Italia: arte, amigos y CocaCola


Todo empezó mucho antes, cuando Jesús nos preparaba para el concurso de relato breve de cocacola. Nunca pensé en ganar, pero gané y lo mejor fue el premio: un viaje a Italia con el resto de los ganadores de cada comunidad autónoma. Este fue el viaje.


Supuestamente, ese día, yo estaba de vacaciones. Esto es mucho suponer. ¡Levantarse a las ocho de la mañana un día de verano!, pero valió la pena, solo por el recuerdo de un viaje inolvidable y unas amigas que no se encuentran en cualquier parte. Las largas caminatas y charlas interminables al final parecieron ser lo de menos. Aprendimos cosas nuevas, pero no solo de piedras amontonadas artísticamente formando un monumento único e inigualable, sino también cosas más importantes, como a valernos por nosotros mismos.
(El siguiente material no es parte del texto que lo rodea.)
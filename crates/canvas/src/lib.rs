#![deny(bare_trait_objects)]
#![allow(clippy::too_many_arguments)]

//! A drawing context that records path and paint operations.
//!
//! A [DrawContext](struct.DrawContext.html) is created for each frame from a
//! [Surface](struct.Surface.html) describing the size of the drawing area. Shapes,
//! text and images are described either in device units (methods prefixed with
//! `abs_`) or in percentage space, where both axes go from 0 to 100 with the
//! origin at the bottom-left corner. Either way the context only records
//! [DrawOp](enum.DrawOp.html)s; an external [Backend](trait.Backend.html) does
//! the actual rendering when the finished [Frame](struct.Frame.html) is replayed.
//!
//! This crate is reexported in [pctdraw](https://docs.rs/pctdraw/).
//!
//! # Transforms
//!
//! Transforms are scoped: pushing one returns a guard that pops it when dropped,
//! so a transform cannot leak past the block that pushed it.
//!
//! ```
//! use pctdraw_canvas::{Color, DrawContext, Surface};
//! use pctdraw_canvas::math::Angle;
//!
//! let mut ctx = DrawContext::new(Surface::new(800.0, 600.0));
//!
//! ctx.circle(50.0, 50.0, 10.0, Color::BLACK);
//! {
//!     // Rotate everything drawn in this block around the center of the surface.
//!     let mut rotated = ctx.rotate(50.0, 50.0, Angle::degrees(30.0));
//!     rotated.center_rect(50.0, 50.0, 20.0, 10.0, Color::rgb(200, 0, 0));
//! }
//! assert_eq!(ctx.depth(), 0);
//!
//! let frame = ctx.finish().unwrap();
//! assert!(!frame.ops().is_empty());
//! ```

pub use pctdraw_path as path;
pub use pctdraw_path::geom;
pub use pctdraw_path::math;

#[cfg(feature = "serialization")]
#[macro_use]
pub extern crate serde;

mod abs;
mod backend;
mod context;
mod error;
mod image;
mod pct;
mod surface;
mod text;
mod transform;

pub use crate::backend::{replay, Backend};
pub use crate::context::{CanvasOptions, DrawContext, DrawOp, Frame};
pub use crate::error::{CanvasError, CanvasResult, TransformError};
pub use crate::image::{ImageKey, ImageOp, ImagePlacement, ImageSource};
pub use crate::surface::{Color, Surface};
pub use crate::text::{place, Alignment, FaceId, TextLayout, TextRun};
pub use crate::transform::{TransformGuard, TransformHandle};
//! Image placement.
//!
//! Decoding is the job of an external image decoder; the context only needs the
//! pixel size of the image to compute where it goes.

use crate::math::{vector, Box2D, Point, Size};

/// Identifies a decoded image owned by the backend.
#[derive(Copy, Clone, Debug, PartialEq, Eq, Hash)]
#[cfg_attr(feature = "serialization", derive(Serialize, Deserialize))]
pub struct ImageKey(pub u64);

#[derive(Clone, Debug, PartialEq, Eq, Hash)]
#[cfg_attr(feature = "serialization", derive(Serialize, Deserialize))]
pub enum ImageSource {
    /// An image file that the backend loads by name.
    Named(String),
    /// An image that was already decoded.
    Decoded(ImageKey),
}

/// Where an image is drawn, in device units.
#[derive(Copy, Clone, Debug, PartialEq)]
#[cfg_attr(feature = "serialization", derive(Serialize, Deserialize))]
pub struct ImagePlacement {
    /// The destination rectangle.
    pub rect: Box2D,
    /// Device units per image pixel.
    pub scale: f32,
}

impl ImagePlacement {
    /// Centers an image of `pixel_size` on `center`, scaled by `scale_percent`
    /// (100 draws one pixel per device unit).
    pub fn centered(center: Point, pixel_size: Size, scale_percent: f32) -> Self {
        let scale = scale_percent / 100.0;
        let half = vector(pixel_size.width * scale, pixel_size.height * scale) / 2.0;

        ImagePlacement {
            rect: Box2D::new(center - half, center + half),
            scale,
        }
    }
}

#[derive(Clone, Debug, PartialEq)]
#[cfg_attr(feature = "serialization", derive(Serialize, Deserialize))]
pub struct ImageOp {
    pub source: ImageSource,
    pub pixel_size: Size,
    pub placement: ImagePlacement,
}

#[cfg(test)]
use crate::math::{point, size};

#[test]
fn centered_placement() {
    let placement = ImagePlacement::centered(point(500.0, 400.0), size(200.0, 100.0), 50.0);
    assert_eq!(placement.scale, 0.5);
    assert_eq!(placement.rect, Box2D::new(point(450.0, 375.0), point(550.0, 425.0)));
    assert_eq!(placement.rect.width(), 100.0);
}
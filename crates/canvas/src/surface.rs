use crate::geom::{aspect_ratio, PercentSpace};
use crate::math::{size, Size};

/// An opaque RGBA color, handed as is to the backend.
#[derive(Copy, Clone, Debug, Default, PartialEq, Eq, Hash)]
#[cfg_attr(feature = "serialization", derive(Serialize, Deserialize))]
pub struct Color {
    pub r: u8,
    pub g: u8,
    pub b: u8,
    pub a: u8,
}

impl Color {
    pub const BLACK: Self = Color::rgb(0, 0, 0);
    pub const WHITE: Self = Color::rgb(255, 255, 255);
    pub const TRANSPARENT: Self = Color::rgba(0, 0, 0, 0);

    #[inline]
    pub const fn rgb(r: u8, g: u8, b: u8) -> Self {
        Color { r, g, b, a: 255 }
    }

    #[inline]
    pub const fn rgba(r: u8, g: u8, b: u8, a: u8) -> Self {
        Color { r, g, b, a }
    }
}

/// The drawing area of a frame.
///
/// A new surface is created for every frame from the current size of the host
/// window; it is never resized in place.
#[derive(Copy, Clone, Debug, PartialEq)]
#[cfg_attr(feature = "serialization", derive(Serialize, Deserialize))]
pub struct Surface {
    /// Width in device units.
    pub width: f32,
    /// Height in device units.
    pub height: f32,
    /// Default color for text.
    pub text_color: Color,
}

impl Surface {
    pub fn new(width: f32, height: f32) -> Self {
        Surface {
            width,
            height,
            text_color: Color::BLACK,
        }
    }

    #[inline]
    pub fn with_text_color(mut self, color: Color) -> Self {
        self.text_color = color;
        self
    }

    #[inline]
    pub fn size(&self) -> Size {
        size(self.width, self.height)
    }

    /// `width / height`, used to keep polar layouts circular.
    ///
    /// `1.0` for a surface with a zero height.
    #[inline]
    pub fn aspect_ratio(&self) -> f32 {
        aspect_ratio(self.size())
    }

    #[inline]
    pub fn percent_space(&self) -> PercentSpace {
        PercentSpace::new(self.size())
    }
}

#[test]
fn surface_accessors() {
    let surface = Surface::new(1000.0, 800.0).with_text_color(Color::rgb(10, 20, 30));
    assert_eq!(surface.size(), size(1000.0, 800.0));
    assert_eq!(surface.aspect_ratio(), 1.25);
    assert_eq!(surface.text_color, Color::rgb(10, 20, 30));
    assert_eq!(surface.percent_space().width_extent(50.0), 500.0);
    assert_eq!(Color::WHITE.a, 255);
    assert_eq!(Color::TRANSPARENT.a, 0);
}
Estar a tres mil kilómetros de casa durante cuatro días no es algo que hayamos repetido muy a menudo. Saber arreglar tus propios problemas, también es un reto por el que hemos tenido que pasar todos alguna vez. Pero con la ayuda de todas estas maravillosas personas (también de Jesús mi profe y José María de Cocacola) ha sido mucho más fácil. Todo empezó en Madrid. Nada más llegar, una niña se me acercó y empezó a hablar a tal velocidad que no la entendía nada. Me le quedé mirando con cara de incredulidad, y empezó a dar golpes en el suelo con el pie, diciendo que lo había hecho mal. Y empezó otra vez a presentarse. La dije que tranquila, estaba angustiada por hacer amigas, pero al final se dio cuenta que estaba exagerando. Yo también estaba nerviosa, estábamos las dos en la misma situación. Otra cosa que me inquietaba era mi compañera de habitación. Nada más llegar pregunté quién era, pero todavía no había llegado. Esto se debía a que era la que venía de más lejos, de Canarias. Esa misma noche nos llevaron a un concierto, al que no pudimos quedarnos toda la noche porque al día siguiente había que madrugar. Maldita Nerea nos hizo bailar y saltar. A la mañana siguiente a Barajas, a coger un avión con destino Italia.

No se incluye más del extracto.